Your task:
Search the entries below for the word "query" and copy each line that has it.

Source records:
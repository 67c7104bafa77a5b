use aero_monitor::config::InfluxConfig;
use aero_monitor::sinks::influx::{authorization, write_endpoint};
use aero_monitor::sinks::Point;
use anyhow::{bail, Context, Result};
use chrono::Utc;
use reqwest::header::AUTHORIZATION;
use reqwest::Client;
use std::time::Duration;

/// Async line-protocol writer for event points.
pub struct EventWriter {
    client: Client,
    url: String,
    query: Vec<(&'static str, String)>,
    authorization: Option<String>,
}

impl EventWriter {
    pub fn new(config: &InfluxConfig) -> Result<Self> {
        let client = Client::builder()
            .timeout(Duration::from_secs(config.timeout_secs))
            .build()
            .context("Failed to build HTTP client")?;
        let (url, query) = write_endpoint(config);
        Ok(Self { client, url, query, authorization: authorization(config) })
    }

    /// Stamps the point with the current time and writes it.
    pub async fn write(&self, point: Point) -> Result<String> {
        let nanos = Utc::now().timestamp_nanos_opt().context("System time out of range")?;
        let line = point.timestamp_ns(nanos).to_line();

        let mut request = self.client.post(&self.url).query(&self.query).body(line.clone());
        if let Some(auth) = &self.authorization {
            request = request.header(AUTHORIZATION, auth);
        }
        let response = request.send().await.context("InfluxDB unreachable")?;
        let status = response.status();
        if !status.is_success() {
            let body = response.text().await.unwrap_or_default();
            bail!("InfluxDB rejected write ({}): {}", status.as_u16(), body);
        }
        Ok(line)
    }
}
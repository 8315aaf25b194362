#![deny(unsafe_code)]

//! Row-to-record building shared by both source readers.

use treeveil_model::{DateCell, Record, columns};

use crate::error::{IngestError, Result};
use crate::header::HeaderMap;

/// One source cell after reader-specific decoding.
///
/// Workbook cells keep their numeric type; CSV cells are text or empty.
/// This is where the date-cell tagging happens: a numeric date cell is a
/// bare year, text is a composite, anything else is absent.
#[derive(Debug, Clone, PartialEq)]
pub enum SourceCell {
    Empty,
    Text(String),
    Number(f64),
}

impl SourceCell {
    /// Wraps trimmed text, mapping blank to `Empty`.
    pub fn from_text(raw: &str) -> Self {
        let trimmed = raw.trim().trim_matches('\u{feff}');
        if trimmed.is_empty() {
            Self::Empty
        } else {
            Self::Text(trimmed.to_string())
        }
    }

    fn text(&self) -> Option<String> {
        match self {
            Self::Empty => None,
            Self::Text(text) => Some(text.clone()),
            Self::Number(value) => Some(format_number(*value)),
        }
    }
}

/// Renders a numeric cell the way the source meant it: whole values print
/// without a fractional part so a numeric ID cell and a text ID cell hash
/// to the same digest.
fn format_number(value: f64) -> String {
    if value.fract() == 0.0 && value.abs() < i64::MAX as f64 {
        (value as i64).to_string()
    } else {
        value.to_string()
    }
}

/// Builds one [`Record`] from a source row.
///
/// `row` is the 1-based data row number used in error messages.
///
/// # Errors
///
/// Fails when `ID` or `last name` is blank, or a gender/living flag is not
/// a whole number.
pub fn build_record(row: usize, cells: &[SourceCell], header: &HeaderMap) -> Result<Record> {
    let optional_text = |column: &str| cell_at(cells, header, column).text();
    let required_text = |column: &'static str| {
        cell_at(cells, header, column)
            .text()
            .ok_or(IngestError::MissingIdentity { row, column })
    };

    Ok(Record {
        id: required_text(columns::ID)?,
        last_name: required_text(columns::LAST_NAME)?,
        gender: flag(row, columns::GENDER, cell_at(cells, header, columns::GENDER))?,
        living: flag(row, columns::IS_LIVING, cell_at(cells, header, columns::IS_LIVING))?,
        birth: date_cell(cell_at(cells, header, columns::DATE_OF_BIRTH)),
        death: date_cell(cell_at(cells, header, columns::DATE_OF_DEATH)),
        father_id: optional_text(columns::FATHER_ID),
        mother_id: optional_text(columns::MOTHER_ID),
        webpage: optional_text(columns::WEBPAGE),
        email: optional_text(columns::EMAIL),
    })
}

/// Looks up one cell by column name; columns the source lacks and cells a
/// short row lacks both read as empty.
fn cell_at<'a>(cells: &'a [SourceCell], header: &HeaderMap, column: &str) -> &'a SourceCell {
    header
        .index_of(column)
        .and_then(|index| cells.get(index))
        .unwrap_or(&SourceCell::Empty)
}

fn date_cell(cell: &SourceCell) -> DateCell {
    match cell {
        SourceCell::Empty => DateCell::Absent,
        SourceCell::Text(text) => DateCell::Composite(text.clone()),
        SourceCell::Number(value) => DateCell::Year(*value as i32),
    }
}

/// Parses a numeric flag column, tolerating the `1.0` spelling spreadsheet
/// exports produce.
fn flag(row: usize, column: &'static str, cell: &SourceCell) -> Result<Option<i64>> {
    let invalid = |value: &str| IngestError::InvalidFlag {
        row,
        column,
        value: value.to_string(),
    };
    match cell {
        SourceCell::Empty => Ok(None),
        SourceCell::Number(value) if value.fract() == 0.0 => Ok(Some(*value as i64)),
        SourceCell::Number(value) => Err(invalid(&value.to_string())),
        SourceCell::Text(text) => match text.parse::<i64>() {
            Ok(value) => Ok(Some(value)),
            Err(_) => match text.parse::<f64>() {
                Ok(value) if value.fract() == 0.0 => Ok(Some(value as i64)),
                _ => Err(invalid(text)),
            },
        },
    }
}

#[cfg(test)]
mod tests {
    use super::*;

    fn header() -> HeaderMap {
        let names: Vec<String> = [
            columns::ID,
            columns::LAST_NAME,
            columns::GENDER,
            columns::IS_LIVING,
            columns::DATE_OF_BIRTH,
            columns::FATHER_ID,
        ]
        .iter()
        .map(|name| (*name).to_string())
        .collect();
        HeaderMap::from_headers(&names).expect("header map")
    }

    fn text(raw: &str) -> SourceCell {
        SourceCell::from_text(raw)
    }

    #[test]
    fn builds_a_typed_record() {
        let cells = vec![
            text("7"),
            text("Smith"),
            text("1"),
            text("1.0"),
            text("15/6/1950"),
            text("3"),
        ];
        let record = build_record(1, &cells, &header()).expect("record");
        assert_eq!(record.id, "7");
        assert_eq!(record.last_name, "Smith");
        assert_eq!(record.gender, Some(1));
        assert_eq!(record.living, Some(1));
        assert_eq!(record.birth, DateCell::Composite("15/6/1950".to_string()));
        assert_eq!(record.death, DateCell::Absent);
        assert_eq!(record.father_id.as_deref(), Some("3"));
        assert_eq!(record.mother_id, None);
    }

    #[test]
    fn numeric_date_cell_becomes_a_bare_year() {
        let cells = vec![
            text("7"),
            text("Smith"),
            SourceCell::Empty,
            SourceCell::Empty,
            SourceCell::Number(1950.0),
        ];
        let record = build_record(1, &cells, &header()).expect("record");
        assert_eq!(record.birth, DateCell::Year(1950));
    }

    #[test]
    fn numeric_id_cell_formats_without_fraction() {
        let cells = vec![SourceCell::Number(7.0), text("Smith")];
        let record = build_record(1, &cells, &header()).expect("record");
        assert_eq!(record.id, "7");
    }

    #[test]
    fn short_row_reads_as_absent_cells() {
        let cells = vec![text("7"), text("Smith")];
        let record = build_record(1, &cells, &header()).expect("record");
        assert_eq!(record.gender, None);
        assert_eq!(record.birth, DateCell::Absent);
    }

    #[test]
    fn blank_id_is_a_data_integrity_failure() {
        let cells = vec![text(""), text("Smith")];
        let err = build_record(4, &cells, &header()).expect_err("must fail");
        assert!(
            matches!(err, IngestError::MissingIdentity { row: 4, column } if column == columns::ID)
        );
    }

    #[test]
    fn blank_last_name_is_a_data_integrity_failure() {
        let cells = vec![text("7"), SourceCell::Empty];
        let err = build_record(2, &cells, &header()).expect_err("must fail");
        assert!(matches!(
            err,
            IngestError::MissingIdentity { row: 2, column } if column == columns::LAST_NAME
        ));
    }

    #[test]
    fn non_numeric_flag_is_rejected() {
        let cells = vec![text("7"), text("Smith"), text("yes")];
        let err = build_record(1, &cells, &header()).expect_err("must fail");
        assert!(matches!(
            err,
            IngestError::InvalidFlag { column, .. } if column == columns::GENDER
        ));
    }
}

Answer to this exercise:
    query: Vec<(&'static str, String)>,
        let (url, query) = write_endpoint(config);
        Ok(Self { client, url, query, authorization: authorization(config) })
        let mut request = self.client.post(&self.url).query(&self.query).body(line.clone());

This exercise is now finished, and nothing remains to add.